La Norvège, pionnière dans le traitement non médical des maladies mentales

Le traitement des maladies mentales sans médicaments est une réalité à l'hôpital psychiatrique d'Åsgård en Norvège. Les psychiatres cherchent à répondre à la question de savoir si les antipsychotiques sont aussi efficaces qu'on le prétend.
La Norvège, pionnière dans le traitement non médical des maladies mentales
Sergio De Dios González

Rédigé et vérifié par le psychologue Sergio De Dios González.

Dernière mise à jour : 28 mai, 2020

Le traitement des maladies mentales sans faire usage de médicaments est une option qui a toujours été sur la table et cela reste aujourd’hui une option en Norvège. Cependant, à partir du milieu du XXe siècle, elle est devenu une sorte d’utopie pour la branche la plus médicale et physiologique de la psychologie.

Avec la découverte et la production de masse des neuroleptiques, on pensait qu’un tournant avait été atteint. Les créateurs et les promoteurs de ce type de médicaments ont fait valoir l’idée que les problèmes de l’esprit avaient eux aussi une racine fondamentalement organique. Il est donc devenu possible de les traiter par l’ingestion de composés chimiques. Ainsi, l’idée qu’il était impossible de traiter les maladies mentales sans recourir aux médicaments est alors devenue largement acceptée.

Cependant, il y a toujours eu un courant parallèle qui voyait les choses différemment. Il ne s’agissait pas seulement d’une position théorique, car il existe encore de nombreuses applications pratiques dont les résultats sont encourageants.
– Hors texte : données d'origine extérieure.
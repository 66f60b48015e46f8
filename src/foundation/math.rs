pub(crate) fn mul_div255_u16(x: u16, y: u16) -> u16 {
    (((u32::from(x) * u32::from(y)) + 127) / 255) as u16
}

/// Source-over composite of premultiplied RGBA8 `src` onto premultiplied RGBA8 `dst`.
pub(crate) fn premul_over_in_place(dst: &mut [u8], src: &[u8]) {
    for (d, s) in dst.chunks_exact_mut(4).zip(src.chunks_exact(4)) {
        let sa = u16::from(s[3]);
        if sa == 0 {
            continue;
        }
        if sa == 255 {
            d.copy_from_slice(s);
            continue;
        }
        let inv = 255 - sa;
        for c in 0..4 {
            let v = u16::from(s[c]) + mul_div255_u16(u16::from(d[c]), inv);
            d[c] = v.min(255) as u8;
        }
    }
}

/// Convert premultiplied RGBA8 into straight alpha, in place.
pub(crate) fn unpremultiply_in_place(rgba: &mut [u8]) {
    for px in rgba.chunks_exact_mut(4) {
        let a = u32::from(px[3]);
        if a == 0 || a == 255 {
            continue;
        }
        for c in &mut px[..3] {
            *c = ((u32::from(*c) * 255 + a / 2) / a).min(255) as u8;
        }
    }
}

/// Linear interpolation between `a` and `b`.
pub(crate) fn lerp(a: f64, b: f64, t: f64) -> f64 {
    a + (b - a) * t
}

#[cfg(test)]
#[path = "../../tests/unit/foundation/math.rs"]
mod tests;
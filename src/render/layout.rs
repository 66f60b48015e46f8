//! Axis scaling, tick placement and plot-area geometry.

use crate::foundation::core::Rect;

/// Fraction of the data span added on both sides of auto-scaled axes.
pub const AXIS_MARGIN: f64 = 0.05;

/// Target number of major ticks per axis.
const TARGET_TICKS: usize = 6;

/// Affine mapping from a data interval onto a pixel interval.
///
/// Either interval may be decreasing; an inverted data range flips the axis.
#[derive(Clone, Copy, Debug, PartialEq)]
pub struct Scale {
    /// Data value mapped to `r0`.
    pub d0: f64,
    /// Data value mapped to `r1`.
    pub d1: f64,
    /// Pixel coordinate of `d0`.
    pub r0: f64,
    /// Pixel coordinate of `d1`.
    pub r1: f64,
}

impl Scale {
    pub fn new(domain: (f64, f64), range: (f64, f64)) -> Self {
        Self {
            d0: domain.0,
            d1: domain.1,
            r0: range.0,
            r1: range.1,
        }
    }

    /// Map a data value to pixels. Results are clamped to a large finite window.
    pub fn map(&self, v: f64) -> f64 {
        // Halved differences stay finite for any finite inputs.
        let span = self.d1 * 0.5 - self.d0 * 0.5;
        let t = (v * 0.5 - self.d0 * 0.5) / span;
        if span == 0.0 || !t.is_finite() {
            return (self.r0 + self.r1) * 0.5;
        }
        let px = self.r0 + t * (self.r1 - self.r0);
        px.clamp(-1.0e6, 1.0e6)
    }
}

/// Extent of a set of values, `None` if empty.
pub fn extent(values: impl IntoIterator<Item = f64>) -> Option<(f64, f64)> {
    values.into_iter().fold(None, |acc, v| match acc {
        None => Some((v, v)),
        Some((lo, hi)) => Some((lo.min(v), hi.max(v))),
    })
}

/// Auto-scaled axis range for a data extent: widened by [`AXIS_MARGIN`] on both sides.
///
/// A zero-width extent is first widened around its value; no data gives `[0, 1]`.
pub fn auto_range(data: Option<(f64, f64)>) -> (f64, f64) {
    let Some((mut lo, mut hi)) = data else {
        return (0.0, 1.0);
    };
    if hi - lo == 0.0 {
        let delta = if lo == 0.0 { 0.5 } else { lo.abs() * 0.05 };
        lo -= delta;
        hi += delta;
    }
    let pad = hi * AXIS_MARGIN - lo * AXIS_MARGIN;
    ((lo - pad).max(f64::MIN), (hi + pad).min(f64::MAX))
}

/// Round-number tick positions inside `range` (either orientation), ascending.
pub fn nice_ticks(range: (f64, f64)) -> Vec<f64> {
    let lo = range.0.min(range.1);
    let hi = range.0.max(range.1);
    let half_span = hi * 0.5 - lo * 0.5;
    if !half_span.is_finite() || half_span <= 0.0 {
        return vec![lo];
    }

    let step = nice_step(half_span / TARGET_TICKS as f64 * 2.0);
    let first = (lo / step).ceil();
    let last = (hi / step).floor();
    let n = (last - first) as i64;
    if !(0..=200).contains(&n) {
        return vec![lo, hi];
    }
    (0..=n)
        .map(|i| {
            let v = (first + i as f64) * step;
            if v.abs() < step * 1e-9 { 0.0 } else { v }
        })
        .collect()
}

fn nice_step(raw: f64) -> f64 {
    let mag = 10f64.powf(raw.log10().floor());
    let norm = raw / mag;
    let nice = if norm <= 1.0 {
        1.0
    } else if norm <= 2.0 {
        2.0
    } else if norm <= 2.5 {
        2.5
    } else if norm <= 5.0 {
        5.0
    } else {
        10.0
    };
    nice * mag
}

/// Format tick values with just enough decimals to tell neighbours apart.
pub fn format_ticks(ticks: &[f64]) -> Vec<String> {
    let step = ticks
        .windows(2)
        .map(|w| (w[1] - w[0]).abs())
        .fold(f64::INFINITY, f64::min);
    let max_abs = ticks.iter().fold(0.0f64, |m, v| m.max(v.abs()));

    if max_abs >= 1.0e6 || (max_abs > 0.0 && max_abs < 1.0e-4) {
        return ticks.iter().map(|v| format!("{v:.2e}")).collect();
    }

    let decimals = if step.is_finite() && step > 0.0 {
        (0..=8)
            .find(|&d| {
                let scaled = step * 10f64.powi(d);
                (scaled - scaled.round()).abs() < 1e-6 * scaled.max(1.0)
            })
            .unwrap_or(8) as usize
    } else {
        0
    };

    ticks
        .iter()
        .map(|v| {
            let s = format!("{v:.decimals$}");
            if s.starts_with('-') && s[1..].chars().all(|c| c == '0' || c == '.') {
                s[1..].to_owned()
            } else {
                s
            }
        })
        .collect()
}

/// Space reserved around the plot area, in pixels.
#[derive(Clone, Copy, Debug, PartialEq)]
pub struct Insets {
    pub left: f64,
    pub right: f64,
    pub top: f64,
    pub bottom: f64,
}

impl Insets {
    /// Plot rectangle inside a `width` x `height` canvas.
    ///
    /// Insets that do not fit are shrunk proportionally so the plot keeps at least
    /// a quarter of each dimension.
    pub fn plot_rect(self, width: f64, height: f64) -> Rect {
        fn fit(a: f64, b: f64, total: f64) -> (f64, f64) {
            let budget = total * 0.75;
            let sum = a + b;
            if sum <= budget || sum <= 0.0 {
                (a, b)
            } else {
                let k = budget / sum;
                (a * k, b * k)
            }
        }
        let (left, right) = fit(self.left, self.right, width);
        let (top, bottom) = fit(self.top, self.bottom, height);
        Rect::new(left, top, width - right, height - bottom)
    }
}

/// Rough advance width of `text` at `font_px`; good enough for reserving margins.
pub fn estimate_text_width(text: &str, font_px: f64) -> f64 {
    text.chars().count() as f64 * font_px * 0.6
}

#[cfg(test)]
#[path = "../../tests/unit/render/layout.rs"]
mod tests;
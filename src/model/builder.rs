use crate::foundation::core::Rgba8;
use crate::foundation::error::BridgeResult;
use crate::model::request::{ChartRequest, SeriesSpec};
use crate::model::style::ChartType;

impl ChartRequest {
    /// Start building a request from defaults.
    pub fn builder() -> ChartRequestBuilder {
        ChartRequestBuilder::default()
    }
}

#[derive(Clone, Debug, Default)]
/// Fluent constructor for [`ChartRequest`], validated on [`ChartRequestBuilder::build`].
pub struct ChartRequestBuilder {
    req: ChartRequest,
}

impl ChartRequestBuilder {
    pub fn title(mut self, title: impl Into<String>) -> Self {
        self.req.title = title.into();
        self
    }

    pub fn x_label(mut self, label: impl Into<String>) -> Self {
        self.req.x_label = label.into();
        self
    }

    pub fn y_label(mut self, label: impl Into<String>) -> Self {
        self.req.y_label = label.into();
        self
    }

    pub fn chart_type(mut self, chart_type: ChartType) -> Self {
        self.req.chart_type = chart_type;
        self
    }

    pub fn interpolate(mut self, on: bool) -> Self {
        self.req.interpolate = on;
        self
    }

    pub fn grid(mut self, on: bool) -> Self {
        self.req.grid = on;
        self
    }

    pub fn x_bounds(mut self, min: f64, max: f64) -> Self {
        self.req.x_min = Some(min);
        self.req.x_max = Some(max);
        self
    }

    pub fn y_bounds(mut self, min: f64, max: f64) -> Self {
        self.req.y_min = Some(min);
        self.req.y_max = Some(max);
        self
    }

    /// Append one series; order is draw and legend order.
    pub fn series(mut self, series: SeriesSpec) -> Self {
        self.req.series.push(series);
        self
    }

    pub fn build(self) -> BridgeResult<ChartRequest> {
        self.req.validate()?;
        Ok(self.req)
    }
}

/// Sum-of-sines test chart: one `Sine {f} Hz` series per frequency.
///
/// Frequencies without a matching amplitude and phase are skipped. Samples are
/// `start + j * (end - start) / points` for `j in 0..points`.
pub fn sine_waves(
    frequencies: &[f64],
    amplitudes: &[f64],
    phases: &[f64],
    x_range: (f64, f64),
    points: usize,
    title: impl Into<String>,
) -> BridgeResult<ChartRequest> {
    let (start, end) = x_range;
    let step = if points == 0 {
        0.0
    } else {
        (end - start) / points as f64
    };

    let mut b = ChartRequest::builder()
        .title(title)
        .x_label("Time (s)")
        .y_label("Amplitude")
        .chart_type(ChartType::Line)
        .interpolate(true);

    for (i, ((&freq, &amp), &phase)) in frequencies
        .iter()
        .zip(amplitudes)
        .zip(phases)
        .enumerate()
    {
        let xs: Vec<f64> = (0..points).map(|j| start + j as f64 * step).collect();
        let ys = xs
            .iter()
            .map(|&x| amp * (std::f64::consts::TAU * freq * x + phase).sin())
            .collect();
        let mut s = SeriesSpec::new(format!("Sine {freq} Hz"), xs, ys);
        s.color = Some(hsv_color((i as u32 * 50) % 360, 200, 220).to_hex());
        b = b.series(s);
    }

    b.build()
}

/// HSV to RGB with hue in degrees and saturation/value in `0..=255`.
pub fn hsv_color(hue: u32, sat: u8, val: u8) -> Rgba8 {
    let h = f64::from(hue % 360) / 60.0;
    let s = f64::from(sat) / 255.0;
    let v = f64::from(val) / 255.0;

    let c = v * s;
    let x = c * (1.0 - ((h % 2.0) - 1.0).abs());
    let m = v - c;
    let (r, g, b) = match h as u32 {
        0 => (c, x, 0.0),
        1 => (x, c, 0.0),
        2 => (0.0, c, x),
        3 => (0.0, x, c),
        4 => (x, 0.0, c),
        _ => (c, 0.0, x),
    };
    let to_u8 = |f: f64| ((f + m) * 255.0).round().clamp(0.0, 255.0) as u8;
    Rgba8::rgb(to_u8(r), to_u8(g), to_u8(b))
}

#[cfg(test)]
#[path = "../../tests/unit/model/builder.rs"]
mod tests;
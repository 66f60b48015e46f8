use std::path::{Path, PathBuf};
use std::time::Duration;

use crate::env::resolver::EnvironmentDescriptor;
use crate::foundation::error::{BridgeError, BridgeResult};
use crate::supervisor::config::WorkerConfig;
use crate::supervisor::process::WorkerProcess;
use crate::supervisor::state::WorkerState;
use crate::supervisor::RenderSize;
use crate::worker::protocol::{RenderJob, SHUTDOWN_COMMAND, WorkerLine};

type Reply = BridgeResult<(PathBuf, Vec<String>)>;

/// A preloaded worker serving one job at a time.
pub(crate) struct WarmWorker {
    process: WorkerProcess,
    reuse_window: Duration,
}

impl WarmWorker {
    /// Launch with `--preload` and wait for the readiness line.
    #[tracing::instrument(skip(desc, cfg), fields(runtime = %desc.runtime.display()))]
    pub(crate) async fn launch(desc: &EnvironmentDescriptor, cfg: &WorkerConfig) -> BridgeResult<Self> {
        let mut args = vec![
            "--preload".to_owned(),
            "--idle-timeout".to_owned(),
            cfg.idle_timeout_secs.to_string(),
        ];
        args.extend(cfg.common_args());

        let mut process = WorkerProcess::spawn(desc, &args, cfg.stderr_lines)?;
        let startup = cfg.startup_timeout();

        let ready = tokio::time::timeout(startup, async {
            loop {
                match process.next_line().await? {
                    Some(line) => match WorkerLine::classify(&line) {
                        WorkerLine::Ready => return Ok(true),
                        other => tracing::debug!(line = ?other, "output before readiness"),
                    },
                    None => return Ok::<_, BridgeError>(false),
                }
            }
        })
        .await;

        match ready {
            Ok(Ok(true)) => {
                process.transition(WorkerState::Ready)?;
                process.touch();
                tracing::info!(pid = ?process.pid(), "warm worker ready");
                Ok(Self {
                    process,
                    reuse_window: cfg.reuse_window(),
                })
            }
            Ok(Ok(false)) => {
                let status = process.wait().await.ok();
                let err = process.exit_error(status).await;
                process.mark_failed();
                Err(err)
            }
            Ok(Err(e)) => {
                process.kill().await;
                process.mark_failed();
                Err(e)
            }
            Err(_) => {
                process.kill().await;
                process.mark_failed();
                Err(BridgeError::timeout(format!(
                    "warm worker not ready within {} ms",
                    startup.as_millis()
                )))
            }
        }
    }

    pub(crate) fn state(&self) -> WorkerState {
        self.process.state()
    }

    pub(crate) fn pid(&self) -> Option<u32> {
        self.process.pid()
    }

    /// Ready, still running, and not about to hit its idle window.
    pub(crate) fn is_reusable(&mut self) -> bool {
        self.process.state() == WorkerState::Ready
            && self.process.idle_for() < self.reuse_window
            && !self.process.has_exited()
    }

    /// Run one job. On a crash or timeout the worker ends up [`WorkerState::Failed`]; a job the
    /// worker rejected leaves it [`WorkerState::Ready`].
    pub(crate) async fn render(
        &mut self,
        request_path: &Path,
        size: RenderSize,
        timeout: Duration,
    ) -> Reply {
        self.process.transition(WorkerState::Rendering)?;
        let job = RenderJob {
            request_path: request_path.to_path_buf(),
            width: size.width,
            height: size.height,
            dpi: size.dpi,
        };

        let process = &mut self.process;
        let outcome = tokio::time::timeout(timeout, async {
            process.send_line(&job.to_line()?).await?;
            let mut diagnostics = Vec::new();
            loop {
                let Some(line) = process.next_line().await? else {
                    return Ok::<Option<Reply>, BridgeError>(None);
                };
                match WorkerLine::classify(&line) {
                    WorkerLine::Generated(path) => return Ok(Some(Ok((path, diagnostics)))),
                    WorkerLine::Failed { kind, message } => {
                        return Ok(Some(Err(BridgeError::from_kind(kind, message))));
                    }
                    WorkerLine::Ready => {}
                    WorkerLine::Diagnostic(line) => diagnostics.push(line),
                }
            }
        })
        .await;

        match outcome {
            Ok(Ok(Some(reply))) => {
                self.process.transition(WorkerState::Ready)?;
                self.process.touch();
                reply
            }
            Ok(Ok(None)) => {
                let status = self.process.wait().await.ok();
                let err = self.process.exit_error(status).await;
                self.process.mark_failed();
                tracing::warn!(pid = ?self.process.pid(), error = %err, "warm worker exited mid-job");
                Err(err)
            }
            Ok(Err(e)) => {
                self.process.kill().await;
                self.process.mark_failed();
                Err(e)
            }
            Err(_) => {
                self.process.kill().await;
                self.process.mark_failed();
                tracing::warn!(pid = ?self.process.pid(), "warm worker timed out; killed");
                Err(BridgeError::timeout(format!(
                    "worker did not answer within {} ms",
                    timeout.as_millis()
                )))
            }
        }
    }

    /// Ask the worker to exit, then kill it if it outlives `grace`.
    pub(crate) async fn shutdown(mut self, grace: Duration) {
        if self.process.state() == WorkerState::Ready
            && let Err(e) = self.process.send_line(SHUTDOWN_COMMAND).await
        {
            tracing::debug!(error = %e, "shutdown line not delivered");
        }
        self.process.close_stdin();
        if tokio::time::timeout(grace, self.process.wait()).await.is_err() {
            tracing::debug!(pid = ?self.process.pid(), "worker ignored shutdown; killing");
            self.process.kill().await;
        }
        if self.process.state() == WorkerState::Ready {
            let _ = self.process.transition(WorkerState::Exited);
        }
        tracing::info!(pid = ?self.process.pid(), "warm worker stopped");
    }
}
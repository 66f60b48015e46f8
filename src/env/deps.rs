use std::path::{Path, PathBuf};
use std::time::Duration;

use serde::{Deserialize, Serialize};

use crate::env::probe::run_command;
use crate::foundation::error::{BridgeError, BridgeResult};

/// Replaced by the manifest path in [`DependencyConfig::install_args`].
pub const MANIFEST_PLACEHOLDER: &str = "{manifest}";

/// How to check for, and install, the packages the worker runtime needs.
///
/// Every command is run as `<runtime> <args..>`.
#[derive(Clone, Debug, PartialEq, Eq, Serialize, Deserialize)]
#[serde(default)]
pub struct DependencyConfig {
    /// Exits successfully when the dependencies are importable.
    pub check_args: Vec<String>,
    /// Manifest file, relative paths resolved against the project root.
    pub manifest: Option<PathBuf>,
    /// Manifest-driven install.
    pub install_args: Vec<String>,
    /// Install of a fixed package set, tried when the manifest install fails.
    pub fallback_args: Vec<String>,
    pub timeout_ms: u64,
}

impl Default for DependencyConfig {
    fn default() -> Self {
        Self {
            check_args: strings(&["-c", "import matplotlib, numpy"]),
            manifest: Some(PathBuf::from("requirements.txt")),
            install_args: strings(&["-m", "pip", "install", "-r", MANIFEST_PLACEHOLDER]),
            fallback_args: strings(&["-m", "pip", "install", "matplotlib", "numpy"]),
            timeout_ms: 300_000,
        }
    }
}

fn strings(v: &[&str]) -> Vec<String> {
    v.iter().map(|s| (*s).to_owned()).collect()
}

impl DependencyConfig {
    pub fn timeout(&self) -> Duration {
        Duration::from_millis(self.timeout_ms)
    }

    /// Manifest path resolved against `root`, if configured.
    pub fn manifest_in(&self, root: &Path) -> Option<PathBuf> {
        self.manifest.as_ref().map(|m| {
            if m.is_absolute() {
                m.clone()
            } else {
                root.join(m)
            }
        })
    }

    fn install_args_for(&self, manifest: &Path) -> Vec<String> {
        let manifest = manifest.display().to_string();
        self.install_args
            .iter()
            .map(|a| a.replace(MANIFEST_PLACEHOLDER, &manifest))
            .collect()
    }
}

async fn succeeds(runtime: &Path, args: &[String], timeout: Duration) -> bool {
    if args.is_empty() {
        return false;
    }
    match run_command(runtime, args, timeout).await {
        Ok(out) if out.success => true,
        Ok(out) => {
            tracing::debug!(code = ?out.code, stderr = %out.stderr.trim(), ?args, "command failed");
            false
        }
        Err(e) => {
            tracing::debug!(error = %e, ?args, "command did not run");
            false
        }
    }
}

/// Make sure `runtime` has its dependencies: check, else install from the manifest, else the
/// fallback package set. Each install is followed by a fresh check.
#[tracing::instrument(skip(cfg), fields(runtime = %runtime.display()))]
pub async fn verify_dependencies(
    runtime: &Path,
    cfg: &DependencyConfig,
    manifest: Option<&Path>,
) -> BridgeResult<()> {
    let timeout = cfg.timeout();
    if cfg.check_args.is_empty() || succeeds(runtime, &cfg.check_args, timeout).await {
        return Ok(());
    }

    if let Some(manifest) = manifest.filter(|m| m.is_file()) {
        tracing::info!(manifest = %manifest.display(), "installing dependencies from manifest");
        if succeeds(runtime, &cfg.install_args_for(manifest), timeout).await
            && succeeds(runtime, &cfg.check_args, timeout).await
        {
            return Ok(());
        }
        tracing::warn!("manifest install failed; trying fallback package set");
    }

    if succeeds(runtime, &cfg.fallback_args, timeout).await
        && succeeds(runtime, &cfg.check_args, timeout).await
    {
        return Ok(());
    }

    Err(BridgeError::dependency(format!(
        "could not install rendering dependencies into '{}'",
        runtime.display()
    )))
}

#[cfg(test)]
#[path = "../../tests/unit/env/deps.rs"]
mod tests;
use std::path::PathBuf;
use std::time::Duration;

use anyhow::Context as _;
use clap::{Args, Parser, Subcommand, ValueEnum};

use chartbridge::{
    ChartRequest, EnvironmentDescriptor, RenderMode, RenderResult, RenderSize, Supervisor,
    SupervisorConfig,
};

#[derive(Parser, Debug)]
#[command(name = "chartbridge", version, about = "Render charts through a supervised chart-worker")]
struct Cli {
    /// TOML configuration file.
    #[arg(long, global = true)]
    config: Option<PathBuf>,

    /// Use this worker executable instead of searching for one.
    #[arg(long, global = true)]
    worker: Option<PathBuf>,

    #[command(subcommand)]
    cmd: Command,
}

#[derive(Subcommand, Debug)]
enum Command {
    /// Render a request JSON file and print the image path.
    Render(RenderArgs),
    /// Resolve the worker runtime and print what was found.
    Check,
    /// Render a sum-of-sines test chart.
    Sine(SineArgs),
}

#[derive(Clone, Copy, Debug, ValueEnum)]
enum ModeChoice {
    Cold,
    Warm,
}

impl From<ModeChoice> for RenderMode {
    fn from(m: ModeChoice) -> Self {
        match m {
            ModeChoice::Cold => RenderMode::Cold,
            ModeChoice::Warm => RenderMode::Warm,
        }
    }
}

#[derive(Args, Debug)]
struct OutputArgs {
    #[arg(long, value_enum, default_value_t = ModeChoice::Cold)]
    mode: ModeChoice,

    #[arg(long)]
    width: Option<u32>,

    #[arg(long)]
    height: Option<u32>,

    #[arg(long)]
    dpi: Option<u32>,

    /// Per-render timeout; defaults to the configured render timeout.
    #[arg(long)]
    timeout_ms: Option<u64>,

    /// Pass `--fast` to the worker.
    #[arg(long)]
    fast: bool,

    /// Directory receiving the images.
    #[arg(long)]
    output_dir: Option<PathBuf>,

    /// Render this many times (warm mode reuses one worker).
    #[arg(long, default_value_t = 1)]
    repeat: u32,
}

#[derive(Args, Debug)]
struct RenderArgs {
    /// Request JSON file.
    request: PathBuf,

    #[command(flatten)]
    out: OutputArgs,
}

#[derive(Args, Debug)]
struct SineArgs {
    /// Frequency in Hz; repeat for several series.
    #[arg(long = "freq", required = true)]
    frequencies: Vec<f64>,

    /// Amplitude per frequency (default 1).
    #[arg(long = "amp")]
    amplitudes: Vec<f64>,

    /// Phase in radians per frequency (default 0).
    #[arg(long = "phase")]
    phases: Vec<f64>,

    #[arg(long, default_value_t = 0.0)]
    start: f64,

    #[arg(long, default_value_t = 1.0)]
    end: f64,

    #[arg(long, default_value_t = 1000)]
    points: usize,

    #[arg(long, default_value = "Sine Waves")]
    title: String,

    #[command(flatten)]
    out: OutputArgs,
}

#[tokio::main]
async fn main() -> anyhow::Result<()> {
    chartbridge::logging::init("info");
    let cli = Cli::parse();

    let mut config = match &cli.config {
        Some(path) => SupervisorConfig::from_file(path)?,
        None => SupervisorConfig::default(),
    };

    match cli.cmd {
        Command::Check => {
            let sup = make_supervisor(config, cli.worker)?;
            let desc = sup.initialize().await?;
            println!("{}", serde_json::to_string_pretty(&desc)?);
            Ok(())
        }
        Command::Render(args) => {
            let request = ChartRequest::from_path(&args.request)?;
            apply_output_args(&mut config, &args.out);
            let sup = make_supervisor(config, cli.worker)?;
            render_all(&sup, &request, &args.out).await
        }
        Command::Sine(args) => {
            let n = args.frequencies.len();
            let amplitudes = padded(&args.amplitudes, n, 1.0);
            let phases = padded(&args.phases, n, 0.0);
            let request = chartbridge::sine_waves(
                &args.frequencies,
                &amplitudes,
                &phases,
                (args.start, args.end),
                args.points,
                args.title.clone(),
            )?;
            apply_output_args(&mut config, &args.out);
            let sup = make_supervisor(config, cli.worker)?;
            render_all(&sup, &request, &args.out).await
        }
    }
}

fn padded(values: &[f64], len: usize, fill: f64) -> Vec<f64> {
    values
        .iter()
        .copied()
        .chain(std::iter::repeat(fill))
        .take(len)
        .collect()
}

fn apply_output_args(config: &mut SupervisorConfig, out: &OutputArgs) {
    let w = &mut config.worker;
    w.fast |= out.fast;
    if let Some(dir) = &out.output_dir {
        w.output_dir = Some(dir.clone());
    }
}

fn make_supervisor(
    config: SupervisorConfig,
    worker: Option<PathBuf>,
) -> anyhow::Result<Supervisor> {
    config.validate()?;
    Ok(match worker {
        Some(path) => {
            let path = path
                .canonicalize()
                .with_context(|| format!("worker '{}' not found", path.display()))?;
            Supervisor::with_environment(config, EnvironmentDescriptor::ambient(path))
        }
        None => Supervisor::new(config),
    })
}

async fn render_all(
    sup: &Supervisor,
    request: &ChartRequest,
    out: &OutputArgs,
) -> anyhow::Result<()> {
    let w = &sup.config().worker;
    let size = RenderSize::new(
        out.width.unwrap_or(w.width),
        out.height.unwrap_or(w.height),
        out.dpi.unwrap_or(w.dpi),
    );
    let timeout = out
        .timeout_ms
        .map(Duration::from_millis)
        .unwrap_or_else(|| w.render_timeout());

    let mut outcome = Ok(());
    for i in 0..out.repeat.max(1) {
        match sup.render_sized(request, size, out.mode.into(), timeout).await {
            Ok(result) => report(i, &result),
            Err(e) => {
                outcome = Err(e);
                break;
            }
        }
    }
    sup.shutdown().await;
    Ok(outcome?)
}

fn report(index: u32, result: &RenderResult) {
    tracing::info!(
        run = index + 1,
        elapsed_ms = result.elapsed.as_millis() as u64,
        "render finished"
    );
    for line in &result.diagnostics {
        tracing::debug!(target: "chartbridge::worker", "{line}");
    }
    println!("{}", result.image_path.display());
}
Sur la base de cette pratique parallèle, l’hôpital psychiatrique d’Åsgård, en Norvège, a commencé à traiter les maladies mentales sans recourir aux médicaments.

Un homme abattu

Le respect de l’autonomie des patients

Depuis plusieurs décennies, les droits des patients psychiatriques font l’objet d’une grande controverse. La plupart des systèmes de santé et les spécialistes de ces hôpitaux partent du principe qu’une personne diagnostiquée avec une maladie mentale n’est pas autonome et donc qu’on doit décider pour elle. En effet, contrairement à d’autres maladies, un patient psychiatrique ne peut pas s’opposer au traitement qu’on souhaite lui administrer.

De nombreux psychiatres dans le monde ne partagent cependant pas pas cette opinion. Ainsi, à l’hôpital psychiatrique d’Åsgård, les droits fondamentaux des patients forment un aspect essentiel des soins. Sa politique de traitement des maladies mentales sans qu’il soit fait usage de médicament s’affiche comme une défense des droits des patients.

Dans cette institution, ce sont donc les patients qui décident en dernier ressort s’ils veulent ou non prendre les médicaments qui leur sont prescrits. Ce sont également eux qui décident quand il est temps de réduire les doses, en vue d’arrêter de prendre des pilules ou des médicaments psychiatriques. Ici, le point de vue du patient compte également.

En Norvège, on traite certaines maladies mentales sans médicaments

En réalité, l’hôpital psychiatrique d’Åsgård se conforme à un mandat du ministère norvégien de la santé. Il s’agit d’une politique d’État qui vise principalement à donner aux malades mentaux un statut comparable aux autres citoyens en termes de droits.

Pour beaucoup, cela peut sembler tiré par les cheveux. Comment une personne ayant des problèmes mentaux peut-elle décider de manière responsable de ce qui est le mieux pour elle ? Beaucoup de gens se posent cette question car nombreux sont ceux qui ignorent les tenants et les aboutissants de ce qu’on appelle une “maladie mentale”.

En général, la société a des stéréotypes à ce sujet. On pense, par exemple, qu’une personne atteinte de schizophrénie “raisonne toujours mal” alors qu’elle ne le fait pas systématiquement. C’est un peu comme si l’on pensait qu’un diabétique est toujours en crise. Les “malades mentaux” connaissent des moments de crise en effet, mais dans beaucoup d’autres situations , ils sont stables.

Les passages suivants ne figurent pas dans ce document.